Description of problem: I have recently worked in a case that one of the hosts kept the 2400 score even after everything was upgraded correctly. All is working fine, except this host which continues with this score. Restaring the ha daemons does not make any difference. It extracts the OVFs just fine, no errors and does not report any errors, but subtracts 1000 from the 3400 base score. This is possibly what was happening in BZ #1337960, which was closed due to insufficient data. After following the logs (debug enabled), I suspect it was caused by "if spuuid != constants.BLANK_UUID" below, but since it's not logged, it's hard to say.

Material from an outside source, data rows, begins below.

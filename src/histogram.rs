extern crate alloc;
use alloc::collections::BTreeMap;
use alloc::vec::Vec;

use rgb::RGBA8;

/// An opaque RGB color. Alpha is carried separately by the pixel buffer.
pub type Color = [u8; 3];

/// Pack an RGB color into a `u32` map key.
#[inline]
pub(crate) fn color_key(c: Color) -> u32 {
    (c[0] as u32) << 16 | (c[1] as u32) << 8 | c[2] as u32
}

#[inline]
pub(crate) fn rgb_of(p: RGBA8) -> Color {
    [p.r, p.g, p.b]
}

/// A distinct color and the number of pixels that use it.
#[derive(Debug, Clone, Copy, PartialEq, Eq)]
pub struct HistEntry {
    pub color: Color,
    pub count: u32,
}

/// Distinct RGB colors of an image, in the order they were first seen.
///
/// First-seen order matters: k-means seeds its centroids from the front of
/// this list, and median-cut starts from it before any sort.
#[derive(Debug, Clone, Default)]
pub struct ColorHistogram {
    entries: Vec<HistEntry>,
    index: BTreeMap<u32, usize>,
}

impl ColorHistogram {
    /// Scan RGBA pixels row-major and count distinct RGB values.
    pub fn from_pixels(pixels: &[RGBA8]) -> Self {
        let mut hist = Self::default();
        for &p in pixels {
            hist.add(rgb_of(p));
        }
        hist
    }

    fn add(&mut self, color: Color) {
        let next = self.entries.len();
        let slot = *self.index.entry(color_key(color)).or_insert(next);
        if slot == next {
            self.entries.push(HistEntry { color, count: 1 });
        } else {
            self.entries[slot].count += 1;
        }
    }

    pub fn entries(&self) -> &[HistEntry] {
        &self.entries
    }

    pub fn len(&self) -> usize {
        self.entries.len()
    }

    pub fn is_empty(&self) -> bool {
        self.entries.is_empty()
    }

    /// Position of `color` in first-seen order.
    pub fn position(&self, color: Color) -> Option<usize> {
        self.index.get(&color_key(color)).copied()
    }

    /// Distinct colors without their counts.
    pub fn colors(&self) -> Vec<Color> {
        self.entries.iter().map(|e| e.color).collect()
    }
}

#[cfg(test)]
mod tests {
    use super::*;
    use alloc::vec;

    #[test]
    fn single_color_one_entry() {
        let pixels = vec![RGBA8::new(128, 128, 128, 255); 100];
        let hist = ColorHistogram::from_pixels(&pixels);
        assert_eq!(hist.len(), 1);
        assert_eq!(hist.entries()[0].count, 100);
    }

    #[test]
    fn alpha_does_not_split_colors() {
        let pixels = vec![RGBA8::new(1, 2, 3, 0), RGBA8::new(1, 2, 3, 255)];
        let hist = ColorHistogram::from_pixels(&pixels);
        assert_eq!(hist.len(), 1);
        assert_eq!(hist.entries()[0].count, 2);
    }

    #[test]
    fn keeps_first_seen_order() {
        let pixels = vec![
            RGBA8::new(255, 255, 255, 255),
            RGBA8::new(0, 0, 0, 255),
            RGBA8::new(255, 255, 255, 255),
            RGBA8::new(9, 9, 9, 255),
        ];
        let hist = ColorHistogram::from_pixels(&pixels);
        assert_eq!(
            hist.colors(),
            vec![[255, 255, 255], [0, 0, 0], [9, 9, 9]]
        );
        assert_eq!(hist.entries()[0].count, 2);
        assert_eq!(hist.position([9, 9, 9]), Some(2));
        assert_eq!(hist.position([1, 1, 1]), None);
    }
}
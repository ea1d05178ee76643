use thiserror::Error;

#[derive(Debug, Error)]
pub enum PixelateError {
    #[error("invalid configuration: {field} must be positive, got {value}")]
    InvalidConfiguration { field: &'static str, value: u32 },

    #[error("pixel buffer length {len} does not match dimensions {width}x{height}")]
    DimensionMismatch {
        len: usize,
        width: usize,
        height: usize,
    },

    #[cfg(feature = "png")]
    #[error("png decode failed: {0}")]
    Decode(#[from] png::DecodingError),

    #[cfg(feature = "png")]
    #[error("png encode failed: {0}")]
    Encode(#[from] png::EncodingError),

    #[cfg(feature = "png")]
    #[error("unsupported png layout: {0}")]
    UnsupportedPng(&'static str),
}

impl PixelateError {
    pub(crate) fn config(field: &'static str, value: u32) -> Self {
        Self::InvalidConfiguration { field, value }
    }
}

In order for us to clearly see why and troubleshoot this further the next time it happens, could you please improve logging in these two places: ovirt_hosted_engine_ha/lib/upgrade.py def is_conf_file_uptodate(self): uptodate = False try: volume = self._config.get(config.ENGINE, config.CONF_VOLUME_UUID) self._log.debug('Conf volume: %s ' % volume) _image = self._config.get(config.ENGINE, config.CONF_IMAGE_UUID) self._log.debug('Conf image: %s ' % _image) spuuid = self._config.get(config.ENGINE, config.SP_UUID) [1] if spuuid == constants.BLANK_UUID: uptodate = True except (KeyError, ValueError): uptodate = False return uptodate ovirt_hosted_engine_ha/agent/states.py score = score_cfg['base-score'] upgrademgr = upgrade.Upgrade() if not upgrademgr.is_conf_file_uptodate(): score -= score_cfg['not-uptodate-config-penalty'] [2] These are the requests: [1] Print a message when this condition is not met. [2] Add a "Penalizing score ..." message as we have for other cases Finally, please also consider backporting it to 4.0 and 3.6. Version-Release number of selected component (if applicable): ovirt-hosted-engine-ha-1.3.8 master
It's actually: ovirt-hosted-engine-ha-1.3.5.8-1.el7ev.noarch
This is more of a debugging level, than standard logging output. So when implementing please ensure it gets the relevant log level.
3.5->3.6 upgrade flow should provide the reproduction, see https://bugzilla.redhat.com/show_bug.cgi?id=1337960 and if it will be hit, then this bug fix should report ['not-uptodate-config-penalty'] with 2400 score (penalty of 1000). But if you won't back-port this fix to 3.6, then only after 3.6->4.0 upgrade, the fix would be verified.
Forth to results received in bug#1432880, I've got the same results aslo for latest 4.1.2. Moving to verified.
Bronce, any idea why it's not closed-currentrelease?
(In reply to Yaniv Kaul from comment #10) > Bronce, any idea why it's not closed-currentrelease? It obviously missed an errata and I didn't mark it closed. I'll do that now.